Binder-free Ni-doped In/Mn oxalate electrode for next-generation supercapacitors

The worth of electrochemical energy storage systems is significantly influenced by the nature of the electrode material. In this work, metal oxalates have emerged as cost-effective and robust candidates for application in supercapacitors. In this context, a binder-free electrode composed of in-situ Ni-doped In/Mn oxalate was synthesized. The nickel foam served a dual function, acting both as a structural framework and as a source of nickel. X-ray diffraction (XRD) analysis verified the crystalline nature of the in-situ Ni-doped In/Mn oxalate. Morphological assessment using scanning electron microscopy (SEM) and transmission electron microscopy (TEM) revealed the presence of a hybrid one-dimensional/two-dimensional morphology within the in-situ Ni-doped In/Mn oxalate.

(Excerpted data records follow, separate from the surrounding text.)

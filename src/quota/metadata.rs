//! Persisted storage metadata.
//!
//! The metadata store remembers whether storage was initialized, the storage
//! format version in use (the "current" storage record) and one row per
//! `(persistence type, origin)` with its persisted flag and last access time.
//!
//! Two backends are provided:
//! - [`InMemoryMetadataStore`]: nothing survives the process, used by tests and
//!   private browsing setups.
//! - [`SqliteMetadataStore`]: `storage.sqlite` in the storage root, accessed
//!   through an `r2d2` pool.
//!
//! Both implement [`MetadataStore`]. Storage initialization calls
//! [`ensure_storage_record`], which also repairs a store claiming storage was
//! initialized while holding no storage record.
use anyhow::Result;
use log::{info, warn};

use crate::quota::layout::now_secs;
use crate::quota::types::PersistenceType;

/// In-memory metadata store implementation.
pub mod in_memory;
/// SQLite-backed metadata store implementation.
#[cfg(feature = "sqlite_metadata")]
pub mod sqlite;

pub use in_memory::InMemoryMetadataStore;
#[cfg(feature = "sqlite_metadata")]
pub use sqlite::SqliteMetadataStore;

/// Persistence type whose origin row carries the persisted flag of an origin.
pub const PERSISTED_FLAG_PERSISTENCE: PersistenceType = PersistenceType::Default;

/// Version of the on-disk layout written by this crate.
pub const STORAGE_VERSION: u32 = 1;

#[derive(Debug, Clone, Copy, PartialEq, Eq)]
pub struct StorageRecord {
    pub version: u32,
    pub created_at: u64,
}

#[derive(Debug, Clone, PartialEq, Eq)]
pub struct OriginRecord {
    pub persistence: PersistenceType,
    pub origin: String,
    pub persisted: bool,
    pub last_access: u64,
}

/// How [`ensure_storage_record`] found the store.
#[derive(Debug, Clone, Copy, PartialEq, Eq)]
pub enum StorageRecordState {
    /// No previous storage; a fresh record was written.
    Created,
    /// A consistent record was already present.
    Existing,
    /// The store claimed initialized storage but had no record; flags were reset and
    /// a fresh record was written.
    Recovered,
}

pub trait MetadataStore: Send + Sync {
    /// Returns the storage flag that says storage has been set up before.
    fn initialized_flag(&self) -> Result<bool>;

    fn set_initialized_flag(&self, initialized: bool) -> Result<()>;

    /// Returns the current storage record, if any.
    fn storage_record(&self) -> Result<Option<StorageRecord>>;

    /// Replaces the current storage record.
    fn set_storage_record(&self, record: StorageRecord) -> Result<()>;

    fn origins(&self) -> Result<Vec<OriginRecord>>;

    fn origin(&self, persistence: PersistenceType, origin: &str) -> Result<Option<OriginRecord>>;

    /// Inserts or replaces the record of `(record.persistence, record.origin)`.
    fn upsert_origin(&self, record: &OriginRecord) -> Result<()>;

    /// Removes the record; removing a missing record is not an error.
    fn remove_origin(&self, persistence: PersistenceType, origin: &str) -> Result<()>;
}

/// Makes sure the store holds a current storage record.
pub fn ensure_storage_record(store: &dyn MetadataStore) -> Result<StorageRecordState> {
    let flag = store.initialized_flag()?;
    let record = store.storage_record()?;

    let state = match (flag, record) {
        (true, Some(record)) => {
            if record.version != STORAGE_VERSION {
                info!("upgrading storage record from version {} to {STORAGE_VERSION}", record.version);
                store.set_storage_record(StorageRecord { version: STORAGE_VERSION, ..record })?;
            }
            return Ok(StorageRecordState::Existing);
        }
        (false, Some(_)) => {
            warn!("storage record present but initialized flag missing, restoring flag");
            store.set_initialized_flag(true)?;
            return Ok(StorageRecordState::Existing);
        }
        (true, None) => {
            warn!("metadata claims initialized storage but has no storage record, resetting");
            store.set_initialized_flag(false)?;
            StorageRecordState::Recovered
        }
        (false, None) => StorageRecordState::Created,
    };

    store.set_storage_record(StorageRecord {
        version: STORAGE_VERSION,
        created_at: now_secs(),
    })?;
    store.set_initialized_flag(true)?;
    Ok(state)
}
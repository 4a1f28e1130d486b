use std::future::{Future, IntoFuture};
use std::path::{Path, PathBuf};
use std::pin::Pin;

use futures::FutureExt;
use tokio::sync::mpsc::error::TrySendError;
use tokio::sync::{broadcast, mpsc, oneshot};
use tokio_util::sync::{CancellationToken, WaitForCancellationFuture};

use crate::quota::clear::{ClearScope, ClearSummary};
use crate::quota::errors::{QuotaError, QuotaResult};
use crate::quota::events::{QuotaCommand, QuotaEvent};
use crate::quota::lock::DirectoryLock;
use crate::quota::origin::OriginUsage;
use crate::quota::principal::{OriginAttributesPattern, Principal};
use crate::quota::types::{ClientType, PersistenceType};

/// Cloneable handle to a running [`QuotaManager`](crate::quota::QuotaManager).
#[derive(Clone)]
pub struct QuotaHandle {
    cmd_tx: mpsc::Sender<QuotaCommand>,
    event_tx: broadcast::Sender<QuotaEvent>,
}

impl std::fmt::Debug for QuotaHandle {
    fn fmt(&self, f: &mut std::fmt::Formatter<'_>) -> std::fmt::Result {
        f.debug_struct("QuotaHandle")
            .field("cmd_tx", &self.cmd_tx)
            .field("subscribers", &self.event_tx.receiver_count())
            .finish()
    }
}

impl QuotaHandle {
    pub(crate) fn new(cmd_tx: mpsc::Sender<QuotaCommand>, event_tx: broadcast::Sender<QuotaEvent>) -> Self {
        Self { cmd_tx, event_tx }
    }

    pub fn subscribe(&self) -> broadcast::Receiver<QuotaEvent> {
        self.event_tx.subscribe()
    }

    async fn call<T>(&self, make: impl FnOnce(oneshot::Sender<QuotaResult<T>>) -> QuotaCommand) -> QuotaResult<T> {
        let (tx, rx) = oneshot::channel();
        self.cmd_tx.send(make(tx)).await.map_err(|_| QuotaError::NotRunning)?;
        rx.await.map_err(|_| QuotaError::ChannelClosed)?
    }

    /// Queues the command right away while the command channel has room, so
    /// such requests are processed in the order they were made. With a full
    /// channel the command is queued when the request is first awaited.
    fn request<T: Send + 'static>(
        &self,
        make: impl FnOnce(oneshot::Sender<QuotaResult<T>>, CancellationToken) -> QuotaCommand,
    ) -> QuotaRequest<T> {
        let cancel = CancellationToken::new();
        let (tx, rx) = oneshot::channel();
        let cmd = make(tx, cancel.clone());

        let deferred = match self.cmd_tx.try_send(cmd) {
            Ok(()) => Ok(None),
            Err(TrySendError::Full(cmd)) => Ok(Some((self.cmd_tx.clone(), cmd))),
            Err(TrySendError::Closed(_)) => Err(QuotaError::NotRunning),
        };

        let fut = async move {
            if let Some((cmd_tx, cmd)) = deferred? {
                cmd_tx.send(cmd).await.map_err(|_| QuotaError::NotRunning)?;
            }
            rx.await.map_err(|_| QuotaError::ChannelClosed)?
        };
        QuotaRequest { cancel, fut: fut.boxed() }
    }

    /// Initializes storage explicitly. Every other operation does it on demand.
    pub async fn init_storage(&self) -> QuotaResult<()> {
        self.call(|reply| QuotaCommand::InitStorage { reply }).await
    }

    /// Opens the client directory of `principal`, initializing it if needed.
    ///
    /// Resolves with [`QuotaError::Aborted`] if a clear or reset targeting the
    /// directory is processed before the open completes.
    pub async fn open_for_principal(
        &self,
        principal: &Principal,
        client: ClientType,
        persistence: PersistenceType,
    ) -> QuotaResult<ClientDirectory> {
        let principal = principal.clone();
        self.call(|reply| QuotaCommand::Open { principal, client, persistence, reply }).await
    }

    pub fn clear_storages_for_principal(
        &self,
        principal: &Principal,
        persistence: Option<PersistenceType>,
        client: Option<ClientType>,
    ) -> QuotaRequest<ClearSummary> {
        let principal = principal.clone();
        let scope = match client {
            Some(client) => ClearScope::ByClientType { principal, client, persistence },
            None => ClearScope::ByPrincipal { principal, persistence },
        };
        self.clear_scope(scope)
    }

    /// Clears one client's data of `principal`, leaving the other clients alone.
    pub fn clear_storages_for_client(
        &self,
        principal: &Principal,
        client: ClientType,
        persistence: Option<PersistenceType>,
    ) -> QuotaRequest<ClearSummary> {
        self.clear_scope(ClearScope::ByClientType {
            principal: principal.clone(),
            client,
            persistence,
        })
    }

    pub fn clear_storages_for_origin_attributes_pattern(
        &self,
        pattern: OriginAttributesPattern,
    ) -> QuotaRequest<ClearSummary> {
        self.clear_scope(ClearScope::ByPattern(pattern))
    }

    /// Clears every origin of the site, including origins partitioned under it.
    pub fn clear_base_domain(&self, domain: &str) -> QuotaRequest<ClearSummary> {
        self.clear_scope(ClearScope::ByBaseDomain(domain.trim_end_matches('.').to_ascii_lowercase()))
    }

    pub fn clear(&self) -> QuotaRequest<ClearSummary> {
        self.clear_scope(ClearScope::Everything)
    }

    pub fn clear_scope(&self, scope: ClearScope) -> QuotaRequest<ClearSummary> {
        self.request(|reply, cancel| QuotaCommand::Clear { scope, cancel, reply })
    }

    /// Aborts all opens, waits for every lock and drops the in-memory state.
    /// Data on disk is kept; storage initializes again on next use.
    pub fn reset(&self) -> QuotaRequest<()> {
        self.request(|reply, cancel| QuotaCommand::Reset { cancel, reply })
    }

    pub async fn usage_for_principal(&self, principal: &Principal) -> QuotaResult<OriginUsage> {
        let principal = principal.clone();
        self.call(|reply| QuotaCommand::Usage { principal, reply }).await
    }

    pub async fn list_origins(&self) -> QuotaResult<Vec<OriginUsage>> {
        self.call(|reply| QuotaCommand::ListOrigins { reply }).await
    }

    /// Marks the origin's storage as persisted.
    pub async fn persist(&self, principal: &Principal) -> QuotaResult<()> {
        let principal = principal.clone();
        self.call(|reply| QuotaCommand::Persist { principal, reply }).await
    }

    pub async fn persisted(&self, principal: &Principal) -> QuotaResult<bool> {
        let principal = principal.clone();
        self.call(|reply| QuotaCommand::Persisted { principal, reply }).await
    }

    /// Stops the manager once every lock is released.
    pub async fn shutdown(&self) -> QuotaResult<()> {
        self.call(|reply| QuotaCommand::Shutdown { reply }).await
    }
}

type BoxFuture<T> = Pin<Box<dyn Future<Output = QuotaResult<T>> + Send + 'static>>;

/// An administrative request (clear or reset) sent to the manager.
///
/// It is queued when created unless the command channel is full, in which case
/// it is queued when first awaited.
///
/// Await it to learn when it finished. [`cancel`](Self::cancel) aborts the
/// request as long as it has not started deleting.
pub struct QuotaRequest<T> {
    cancel: CancellationToken,
    fut: BoxFuture<T>,
}

impl<T> QuotaRequest<T> {
    pub fn cancel(&self) {
        self.cancel.cancel();
    }

    /// Token that cancels this request, usable after the request was moved elsewhere.
    pub fn cancel_token(&self) -> CancellationToken {
        self.cancel.clone()
    }

    pub async fn finished(self) -> QuotaResult<T> {
        self.fut.await
    }
}

impl<T> IntoFuture for QuotaRequest<T> {
    type Output = QuotaResult<T>;
    type IntoFuture = BoxFuture<T>;

    fn into_future(self) -> Self::IntoFuture {
        self.fut
    }
}

impl<T> std::fmt::Debug for QuotaRequest<T> {
    fn fmt(&self, f: &mut std::fmt::Formatter<'_>) -> std::fmt::Result {
        f.debug_struct("QuotaRequest")
            .field("cancelled", &self.cancel.is_cancelled())
            .finish()
    }
}

/// An opened client directory. Holds a shared lock on it until dropped.
///
/// Storage clients must watch [`invalidated`](Self::invalidated) and drop the
/// handle promptly once it fires: a clear of the directory waits for that.
#[derive(Debug)]
pub struct ClientDirectory {
    lock: DirectoryLock,
    principal: Principal,
    persistence: PersistenceType,
    client: ClientType,
    path: PathBuf,
    usage: u64,
}

impl ClientDirectory {
    pub(crate) fn new(
        lock: DirectoryLock,
        principal: Principal,
        persistence: PersistenceType,
        client: ClientType,
        path: PathBuf,
        usage: u64,
    ) -> Self {
        Self {
            lock,
            principal,
            persistence,
            client,
            path,
            usage,
        }
    }

    pub fn path(&self) -> &Path {
        &self.path
    }

    pub fn principal(&self) -> &Principal {
        &self.principal
    }

    pub fn persistence(&self) -> PersistenceType {
        self.persistence
    }

    pub fn client(&self) -> ClientType {
        self.client
    }

    /// Usage of the directory in bytes when it was opened.
    pub fn usage(&self) -> u64 {
        self.usage
    }

    pub fn is_invalidated(&self) -> bool {
        self.lock.is_invalidated()
    }

    pub fn invalidated(&self) -> WaitForCancellationFuture<'_> {
        self.lock.invalidated()
    }

    pub fn checkpoint(&self) -> QuotaResult<()> {
        self.lock.checkpoint()
    }

    /// Closes the directory. Equivalent to dropping the handle.
    pub fn close(self) {}
}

Electrochemical evaluations indicated that the in-situ Ni-doped In/Mn oxalate electrode exhibits characteristics akin to those of a battery, maintaining 88.8 % of its initial capacity. Furthermore, it demonstrated a superior specific capacity, amounting to 1238.3 F g⁻¹ at a current density of 1 A g⁻¹. The inclusion of nickel during the material's synthesis process is posited to significantly augment its overall electrochemical performance and properties. © 2024 Hydrogen Energy Publications LLC.